I have no issues with creating the switches and doing the wiring, however I’d like to ask for advice about how to set up the rules to control them. The long term plan is to leverage the temperature data collected from the rooms to automatically control the heating (I can also monitor the water return temperature in the heater), but for now I’m OK with controlling it via simple switches (like lights); the part that I’m having trouble with is how to keep track of the need to heat (for any of these 3 locations) and sync that with the switches (so e.g. 1st floor wants to heat, it turns on the pump & the heater, then ground floor wants to heat, turns on the pump but the heater is already on and when the ground floor finished, it only turns off the pump but not the heater.

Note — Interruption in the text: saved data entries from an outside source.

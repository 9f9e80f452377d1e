//! SOAP request/response pipeline
//!
//! This module provides:
//! - Operation signing (HMAC-SHA1 over operation name and timestamp)
//! - Envelope construction from nested parameter lists
//! - Response parsing and fault extraction

pub mod envelope;
pub mod response;
pub mod signer;
pub mod tree;
pub mod value;

pub use envelope::{build_envelope, S3_NS};
pub use response::{Fault, Response};
pub use signer::SoapSigner;
pub use tree::Element;
pub use value::{Params, Value};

Also, if only the 1st floor wants heating, it turns both the pump & the heater on; when it finishes it turns both off. In theory, I need something like “need heating” and while that’s a yes, keep the heater on and only adjust the pumps; once it’s off, turn off the heater as well. I couldn’t find any relevant examples for that (everybody tries to control thermostats, not replicate the functionality).

On the long term I would like to automate this completely and calculate in the delays (I have underfloor heating and it takes some time to heat up & it keeps heating even after the heater is turned on) so try & act like an intelligent thermostat by taking into account the room temperature & external temperature / forecast as well. This would save me a few thousand euros so I’m happy to research and also share my results :slight_smile:

That seems like a smart idea.
I think I’d start with three virtual switches, one each for “Demand Basement”, “Demand ground floor”, etc.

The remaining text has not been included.